**SOURCE DATA**.
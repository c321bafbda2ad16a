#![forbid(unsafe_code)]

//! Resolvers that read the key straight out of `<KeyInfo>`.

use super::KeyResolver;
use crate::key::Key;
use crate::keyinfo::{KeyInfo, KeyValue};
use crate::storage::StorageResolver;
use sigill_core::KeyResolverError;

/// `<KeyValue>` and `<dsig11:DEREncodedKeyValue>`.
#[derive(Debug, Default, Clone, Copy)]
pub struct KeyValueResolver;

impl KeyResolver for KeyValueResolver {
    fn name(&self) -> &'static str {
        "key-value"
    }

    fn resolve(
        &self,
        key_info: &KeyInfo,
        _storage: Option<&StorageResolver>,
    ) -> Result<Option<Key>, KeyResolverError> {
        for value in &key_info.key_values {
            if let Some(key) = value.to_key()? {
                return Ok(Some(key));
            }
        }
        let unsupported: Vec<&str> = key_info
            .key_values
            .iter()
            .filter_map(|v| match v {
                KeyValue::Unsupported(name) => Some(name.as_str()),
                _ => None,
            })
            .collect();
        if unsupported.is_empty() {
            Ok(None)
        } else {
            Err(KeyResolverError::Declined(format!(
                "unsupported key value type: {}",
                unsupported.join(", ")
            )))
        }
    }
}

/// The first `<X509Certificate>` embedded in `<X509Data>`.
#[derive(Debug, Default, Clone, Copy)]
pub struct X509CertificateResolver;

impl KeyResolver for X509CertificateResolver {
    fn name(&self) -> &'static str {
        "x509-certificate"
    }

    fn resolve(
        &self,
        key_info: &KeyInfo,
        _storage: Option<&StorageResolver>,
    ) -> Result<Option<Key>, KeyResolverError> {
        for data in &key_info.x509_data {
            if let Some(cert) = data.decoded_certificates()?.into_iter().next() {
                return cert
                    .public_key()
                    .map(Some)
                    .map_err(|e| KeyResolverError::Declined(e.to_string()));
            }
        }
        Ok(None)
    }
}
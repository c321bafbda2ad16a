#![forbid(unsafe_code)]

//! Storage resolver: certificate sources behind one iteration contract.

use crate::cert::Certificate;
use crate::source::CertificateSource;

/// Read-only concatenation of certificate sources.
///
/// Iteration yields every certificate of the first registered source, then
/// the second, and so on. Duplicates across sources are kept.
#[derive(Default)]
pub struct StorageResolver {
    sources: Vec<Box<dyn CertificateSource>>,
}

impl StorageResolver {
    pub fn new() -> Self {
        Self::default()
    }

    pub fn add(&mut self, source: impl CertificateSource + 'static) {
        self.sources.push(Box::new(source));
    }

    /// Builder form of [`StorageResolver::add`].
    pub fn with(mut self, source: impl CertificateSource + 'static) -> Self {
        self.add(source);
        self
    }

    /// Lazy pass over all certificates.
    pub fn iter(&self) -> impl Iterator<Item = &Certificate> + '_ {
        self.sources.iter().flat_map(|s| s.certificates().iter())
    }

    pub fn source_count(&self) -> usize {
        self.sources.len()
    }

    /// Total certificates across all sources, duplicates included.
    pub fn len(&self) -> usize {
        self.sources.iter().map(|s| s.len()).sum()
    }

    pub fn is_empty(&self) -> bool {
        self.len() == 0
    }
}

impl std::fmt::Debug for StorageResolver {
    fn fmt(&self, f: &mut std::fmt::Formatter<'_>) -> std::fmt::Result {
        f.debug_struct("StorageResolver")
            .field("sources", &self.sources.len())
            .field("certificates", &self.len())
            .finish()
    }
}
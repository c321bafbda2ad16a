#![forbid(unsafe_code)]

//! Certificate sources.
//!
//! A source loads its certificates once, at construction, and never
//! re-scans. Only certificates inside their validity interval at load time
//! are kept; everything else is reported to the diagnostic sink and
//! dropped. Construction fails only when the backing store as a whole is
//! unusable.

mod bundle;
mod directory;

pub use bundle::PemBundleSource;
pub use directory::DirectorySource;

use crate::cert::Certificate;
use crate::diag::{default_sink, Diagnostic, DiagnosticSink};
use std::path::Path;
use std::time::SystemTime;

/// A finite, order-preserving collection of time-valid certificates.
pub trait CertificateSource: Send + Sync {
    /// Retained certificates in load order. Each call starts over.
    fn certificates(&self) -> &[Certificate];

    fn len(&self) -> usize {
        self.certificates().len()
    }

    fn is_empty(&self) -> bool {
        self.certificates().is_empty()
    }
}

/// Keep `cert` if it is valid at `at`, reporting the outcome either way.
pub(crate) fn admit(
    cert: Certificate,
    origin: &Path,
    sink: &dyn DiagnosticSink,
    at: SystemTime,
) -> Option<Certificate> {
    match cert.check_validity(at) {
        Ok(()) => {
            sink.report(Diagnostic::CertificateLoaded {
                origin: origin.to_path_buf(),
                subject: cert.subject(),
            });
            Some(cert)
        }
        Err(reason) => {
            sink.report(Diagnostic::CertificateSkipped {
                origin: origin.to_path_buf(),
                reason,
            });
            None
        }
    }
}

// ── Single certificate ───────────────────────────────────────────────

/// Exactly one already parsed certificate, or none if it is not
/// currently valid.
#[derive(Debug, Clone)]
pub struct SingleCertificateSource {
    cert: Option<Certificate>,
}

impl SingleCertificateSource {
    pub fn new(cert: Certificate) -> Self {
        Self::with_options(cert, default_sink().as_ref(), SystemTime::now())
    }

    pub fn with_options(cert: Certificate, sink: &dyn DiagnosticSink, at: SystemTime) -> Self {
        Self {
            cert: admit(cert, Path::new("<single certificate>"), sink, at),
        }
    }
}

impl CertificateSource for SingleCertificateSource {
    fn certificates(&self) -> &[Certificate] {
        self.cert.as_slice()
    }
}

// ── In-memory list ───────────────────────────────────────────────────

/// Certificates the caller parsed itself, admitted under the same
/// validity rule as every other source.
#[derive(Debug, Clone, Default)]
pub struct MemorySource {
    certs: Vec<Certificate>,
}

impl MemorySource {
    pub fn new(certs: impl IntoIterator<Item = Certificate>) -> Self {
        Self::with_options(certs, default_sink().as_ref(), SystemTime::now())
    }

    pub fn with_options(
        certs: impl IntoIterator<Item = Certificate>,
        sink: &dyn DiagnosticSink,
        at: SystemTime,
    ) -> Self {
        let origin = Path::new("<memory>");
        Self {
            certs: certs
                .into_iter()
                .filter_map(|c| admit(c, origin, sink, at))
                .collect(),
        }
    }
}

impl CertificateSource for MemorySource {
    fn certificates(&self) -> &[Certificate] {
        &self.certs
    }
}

--

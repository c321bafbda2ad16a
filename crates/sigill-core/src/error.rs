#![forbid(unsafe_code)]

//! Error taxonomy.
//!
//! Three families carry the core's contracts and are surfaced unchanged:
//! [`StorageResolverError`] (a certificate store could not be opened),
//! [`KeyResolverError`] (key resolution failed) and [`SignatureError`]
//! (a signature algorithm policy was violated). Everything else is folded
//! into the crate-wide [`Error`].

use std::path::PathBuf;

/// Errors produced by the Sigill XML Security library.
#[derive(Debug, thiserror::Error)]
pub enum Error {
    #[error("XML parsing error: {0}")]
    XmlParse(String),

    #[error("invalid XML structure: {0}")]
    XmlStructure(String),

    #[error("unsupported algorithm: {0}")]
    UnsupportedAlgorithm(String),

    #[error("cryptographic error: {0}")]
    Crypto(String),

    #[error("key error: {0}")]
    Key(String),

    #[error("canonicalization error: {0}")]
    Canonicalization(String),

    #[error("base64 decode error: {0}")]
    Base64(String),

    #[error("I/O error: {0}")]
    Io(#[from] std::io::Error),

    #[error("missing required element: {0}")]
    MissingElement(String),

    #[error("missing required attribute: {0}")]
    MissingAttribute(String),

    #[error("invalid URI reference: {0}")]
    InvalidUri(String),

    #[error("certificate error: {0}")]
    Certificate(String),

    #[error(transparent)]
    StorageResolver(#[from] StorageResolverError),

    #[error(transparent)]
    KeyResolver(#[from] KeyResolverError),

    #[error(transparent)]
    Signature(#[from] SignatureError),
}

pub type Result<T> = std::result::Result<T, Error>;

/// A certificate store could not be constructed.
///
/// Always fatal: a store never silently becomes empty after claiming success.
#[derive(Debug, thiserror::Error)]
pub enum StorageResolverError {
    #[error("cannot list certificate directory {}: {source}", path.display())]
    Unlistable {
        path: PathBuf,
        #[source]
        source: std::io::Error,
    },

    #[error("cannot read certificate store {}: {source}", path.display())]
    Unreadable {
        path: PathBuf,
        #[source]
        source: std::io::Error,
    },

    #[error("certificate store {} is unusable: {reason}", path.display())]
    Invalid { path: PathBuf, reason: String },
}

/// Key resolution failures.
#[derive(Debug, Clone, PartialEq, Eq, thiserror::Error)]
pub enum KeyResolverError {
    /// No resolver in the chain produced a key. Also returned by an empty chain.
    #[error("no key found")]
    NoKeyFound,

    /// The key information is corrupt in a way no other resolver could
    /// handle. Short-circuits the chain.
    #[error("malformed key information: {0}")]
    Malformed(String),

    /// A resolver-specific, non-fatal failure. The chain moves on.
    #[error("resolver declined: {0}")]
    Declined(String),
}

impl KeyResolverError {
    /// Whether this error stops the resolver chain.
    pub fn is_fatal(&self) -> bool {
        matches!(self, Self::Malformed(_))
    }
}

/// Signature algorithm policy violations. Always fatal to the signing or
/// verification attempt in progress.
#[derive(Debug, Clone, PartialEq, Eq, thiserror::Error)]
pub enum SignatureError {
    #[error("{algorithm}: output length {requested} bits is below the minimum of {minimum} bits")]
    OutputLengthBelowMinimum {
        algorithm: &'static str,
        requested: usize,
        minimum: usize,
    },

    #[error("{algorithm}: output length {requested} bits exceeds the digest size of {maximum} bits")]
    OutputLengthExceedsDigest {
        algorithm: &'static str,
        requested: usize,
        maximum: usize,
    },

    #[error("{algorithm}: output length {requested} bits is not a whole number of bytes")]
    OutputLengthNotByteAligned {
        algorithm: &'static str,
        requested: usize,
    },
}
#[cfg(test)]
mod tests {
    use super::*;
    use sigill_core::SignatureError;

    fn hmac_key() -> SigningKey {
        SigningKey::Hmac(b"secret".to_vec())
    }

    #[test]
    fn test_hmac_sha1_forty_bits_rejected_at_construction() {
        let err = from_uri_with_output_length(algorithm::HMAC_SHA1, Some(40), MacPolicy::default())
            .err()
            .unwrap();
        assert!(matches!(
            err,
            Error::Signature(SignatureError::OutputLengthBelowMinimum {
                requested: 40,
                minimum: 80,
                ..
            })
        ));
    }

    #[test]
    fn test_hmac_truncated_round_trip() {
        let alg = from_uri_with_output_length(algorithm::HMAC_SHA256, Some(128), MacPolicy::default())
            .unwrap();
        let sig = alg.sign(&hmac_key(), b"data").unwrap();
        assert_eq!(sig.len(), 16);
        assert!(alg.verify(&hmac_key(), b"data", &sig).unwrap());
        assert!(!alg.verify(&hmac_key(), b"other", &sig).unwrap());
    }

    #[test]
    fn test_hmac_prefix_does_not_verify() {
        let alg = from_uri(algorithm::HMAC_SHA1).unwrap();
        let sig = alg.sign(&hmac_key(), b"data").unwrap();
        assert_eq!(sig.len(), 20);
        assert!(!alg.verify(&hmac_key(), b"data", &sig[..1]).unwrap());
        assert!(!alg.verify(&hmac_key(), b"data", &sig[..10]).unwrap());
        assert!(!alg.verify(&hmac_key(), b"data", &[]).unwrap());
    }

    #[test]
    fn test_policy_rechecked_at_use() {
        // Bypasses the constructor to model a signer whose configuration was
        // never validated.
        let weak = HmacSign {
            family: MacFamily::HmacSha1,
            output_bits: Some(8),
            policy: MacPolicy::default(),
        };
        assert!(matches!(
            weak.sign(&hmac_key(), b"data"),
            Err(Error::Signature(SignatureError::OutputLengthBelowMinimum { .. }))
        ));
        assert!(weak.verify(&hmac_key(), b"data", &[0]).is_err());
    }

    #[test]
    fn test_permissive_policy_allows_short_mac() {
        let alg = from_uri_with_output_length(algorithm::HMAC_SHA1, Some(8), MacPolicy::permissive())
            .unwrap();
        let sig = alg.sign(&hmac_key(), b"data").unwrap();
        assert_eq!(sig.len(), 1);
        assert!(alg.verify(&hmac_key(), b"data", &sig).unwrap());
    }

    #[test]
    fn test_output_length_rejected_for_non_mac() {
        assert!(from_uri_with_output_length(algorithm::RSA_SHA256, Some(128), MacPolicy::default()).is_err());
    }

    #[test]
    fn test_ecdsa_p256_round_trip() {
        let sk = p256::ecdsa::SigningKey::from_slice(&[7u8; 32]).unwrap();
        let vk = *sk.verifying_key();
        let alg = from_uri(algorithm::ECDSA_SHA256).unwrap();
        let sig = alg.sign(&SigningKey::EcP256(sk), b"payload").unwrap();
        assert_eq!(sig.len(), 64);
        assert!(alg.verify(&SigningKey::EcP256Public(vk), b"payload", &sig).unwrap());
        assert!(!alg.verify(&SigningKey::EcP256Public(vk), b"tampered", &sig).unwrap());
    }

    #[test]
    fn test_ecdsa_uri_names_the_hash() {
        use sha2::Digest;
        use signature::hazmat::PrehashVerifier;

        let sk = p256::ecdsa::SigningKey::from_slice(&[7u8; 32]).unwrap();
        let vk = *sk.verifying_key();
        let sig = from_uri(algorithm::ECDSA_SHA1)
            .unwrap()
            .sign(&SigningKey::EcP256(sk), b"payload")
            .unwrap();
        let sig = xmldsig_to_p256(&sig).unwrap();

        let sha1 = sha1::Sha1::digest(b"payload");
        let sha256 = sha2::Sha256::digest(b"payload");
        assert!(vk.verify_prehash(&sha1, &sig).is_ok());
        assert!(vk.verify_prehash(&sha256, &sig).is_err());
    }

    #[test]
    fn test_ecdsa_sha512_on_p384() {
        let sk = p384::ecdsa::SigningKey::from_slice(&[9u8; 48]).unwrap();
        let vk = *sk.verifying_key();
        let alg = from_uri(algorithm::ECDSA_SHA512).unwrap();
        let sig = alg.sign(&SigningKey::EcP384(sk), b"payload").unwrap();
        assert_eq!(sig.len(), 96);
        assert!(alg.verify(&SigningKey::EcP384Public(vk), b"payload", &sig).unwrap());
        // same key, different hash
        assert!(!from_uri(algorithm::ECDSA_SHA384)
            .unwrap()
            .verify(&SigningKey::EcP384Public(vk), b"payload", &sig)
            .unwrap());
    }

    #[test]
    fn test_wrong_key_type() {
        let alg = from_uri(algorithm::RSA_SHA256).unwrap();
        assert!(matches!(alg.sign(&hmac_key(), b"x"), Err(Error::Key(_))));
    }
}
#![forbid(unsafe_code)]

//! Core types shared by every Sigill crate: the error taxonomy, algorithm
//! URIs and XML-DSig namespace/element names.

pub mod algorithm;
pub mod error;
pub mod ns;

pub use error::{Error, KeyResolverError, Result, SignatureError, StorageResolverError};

* * *

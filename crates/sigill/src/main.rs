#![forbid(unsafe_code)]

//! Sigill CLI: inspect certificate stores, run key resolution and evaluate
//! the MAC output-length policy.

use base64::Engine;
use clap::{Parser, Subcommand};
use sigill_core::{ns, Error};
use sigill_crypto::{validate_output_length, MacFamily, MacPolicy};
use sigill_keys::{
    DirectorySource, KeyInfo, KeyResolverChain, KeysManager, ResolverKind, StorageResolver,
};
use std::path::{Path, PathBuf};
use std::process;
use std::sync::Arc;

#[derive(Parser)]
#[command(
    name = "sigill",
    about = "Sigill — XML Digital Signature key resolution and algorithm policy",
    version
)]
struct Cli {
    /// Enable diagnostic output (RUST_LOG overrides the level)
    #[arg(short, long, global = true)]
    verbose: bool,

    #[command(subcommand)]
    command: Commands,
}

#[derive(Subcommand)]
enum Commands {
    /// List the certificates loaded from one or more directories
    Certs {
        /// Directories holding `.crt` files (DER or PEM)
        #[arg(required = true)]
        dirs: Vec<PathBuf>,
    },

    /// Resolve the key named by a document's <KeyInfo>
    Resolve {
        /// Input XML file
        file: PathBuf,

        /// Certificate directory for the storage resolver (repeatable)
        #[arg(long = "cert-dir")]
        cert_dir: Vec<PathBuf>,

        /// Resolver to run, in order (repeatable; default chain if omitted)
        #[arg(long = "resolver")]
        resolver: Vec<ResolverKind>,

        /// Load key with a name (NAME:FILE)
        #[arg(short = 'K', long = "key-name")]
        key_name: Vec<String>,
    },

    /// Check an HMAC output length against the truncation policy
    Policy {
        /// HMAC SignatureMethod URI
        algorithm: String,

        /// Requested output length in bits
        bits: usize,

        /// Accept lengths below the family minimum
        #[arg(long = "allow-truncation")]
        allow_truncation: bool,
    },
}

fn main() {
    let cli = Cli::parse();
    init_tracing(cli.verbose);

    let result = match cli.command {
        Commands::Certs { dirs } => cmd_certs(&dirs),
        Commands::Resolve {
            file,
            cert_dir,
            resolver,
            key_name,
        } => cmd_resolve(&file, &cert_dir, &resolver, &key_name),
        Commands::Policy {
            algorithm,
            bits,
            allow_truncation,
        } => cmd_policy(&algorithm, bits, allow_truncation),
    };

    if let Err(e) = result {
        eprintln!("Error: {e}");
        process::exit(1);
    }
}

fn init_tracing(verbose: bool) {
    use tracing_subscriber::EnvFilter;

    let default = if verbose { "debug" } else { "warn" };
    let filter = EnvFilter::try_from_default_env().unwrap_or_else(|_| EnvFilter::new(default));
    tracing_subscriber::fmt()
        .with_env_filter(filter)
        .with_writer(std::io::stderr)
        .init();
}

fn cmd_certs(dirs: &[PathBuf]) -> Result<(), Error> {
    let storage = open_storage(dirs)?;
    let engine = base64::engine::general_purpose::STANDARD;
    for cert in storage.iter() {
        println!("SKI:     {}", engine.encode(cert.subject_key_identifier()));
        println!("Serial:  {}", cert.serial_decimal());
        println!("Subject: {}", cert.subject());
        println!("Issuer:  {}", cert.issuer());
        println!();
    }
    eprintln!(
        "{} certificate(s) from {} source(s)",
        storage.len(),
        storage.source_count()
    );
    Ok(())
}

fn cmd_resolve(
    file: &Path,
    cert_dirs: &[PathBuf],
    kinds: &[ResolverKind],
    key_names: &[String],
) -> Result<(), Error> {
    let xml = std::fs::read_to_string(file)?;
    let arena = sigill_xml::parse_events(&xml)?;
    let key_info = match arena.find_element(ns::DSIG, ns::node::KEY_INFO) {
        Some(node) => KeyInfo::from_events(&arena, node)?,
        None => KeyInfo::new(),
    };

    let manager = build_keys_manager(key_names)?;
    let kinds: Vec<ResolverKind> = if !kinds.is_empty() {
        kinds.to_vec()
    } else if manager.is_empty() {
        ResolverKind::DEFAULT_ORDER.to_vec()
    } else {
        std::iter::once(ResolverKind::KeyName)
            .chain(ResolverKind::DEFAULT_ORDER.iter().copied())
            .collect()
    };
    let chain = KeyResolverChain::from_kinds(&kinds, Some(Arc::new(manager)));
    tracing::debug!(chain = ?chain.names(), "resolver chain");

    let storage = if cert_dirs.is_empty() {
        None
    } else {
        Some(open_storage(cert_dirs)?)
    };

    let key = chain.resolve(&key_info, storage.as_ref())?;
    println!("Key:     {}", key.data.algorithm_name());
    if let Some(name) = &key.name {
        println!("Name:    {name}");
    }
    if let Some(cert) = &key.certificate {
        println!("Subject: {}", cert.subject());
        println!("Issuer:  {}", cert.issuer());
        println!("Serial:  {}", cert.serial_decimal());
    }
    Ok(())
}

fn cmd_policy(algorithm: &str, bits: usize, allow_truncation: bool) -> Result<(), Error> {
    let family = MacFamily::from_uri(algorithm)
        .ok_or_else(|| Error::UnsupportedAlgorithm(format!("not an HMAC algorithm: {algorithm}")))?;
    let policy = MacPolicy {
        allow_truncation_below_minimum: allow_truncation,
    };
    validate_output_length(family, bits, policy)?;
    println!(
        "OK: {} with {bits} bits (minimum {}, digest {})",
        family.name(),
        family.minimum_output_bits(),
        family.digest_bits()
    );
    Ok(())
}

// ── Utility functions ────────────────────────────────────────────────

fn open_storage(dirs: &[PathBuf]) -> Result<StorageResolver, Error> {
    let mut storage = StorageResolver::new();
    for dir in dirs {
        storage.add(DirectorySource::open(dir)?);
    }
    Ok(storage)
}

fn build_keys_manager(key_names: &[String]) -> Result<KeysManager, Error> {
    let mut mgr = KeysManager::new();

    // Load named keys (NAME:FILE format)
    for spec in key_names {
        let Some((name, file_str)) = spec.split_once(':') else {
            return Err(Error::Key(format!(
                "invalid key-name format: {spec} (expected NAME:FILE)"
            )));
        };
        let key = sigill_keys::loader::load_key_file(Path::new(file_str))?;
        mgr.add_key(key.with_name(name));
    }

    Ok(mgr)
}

**EXERCISE DESCRIPTION**. In the material above, how many lines include the string "could"? State the number alone.

**ANSWER AREA**. 3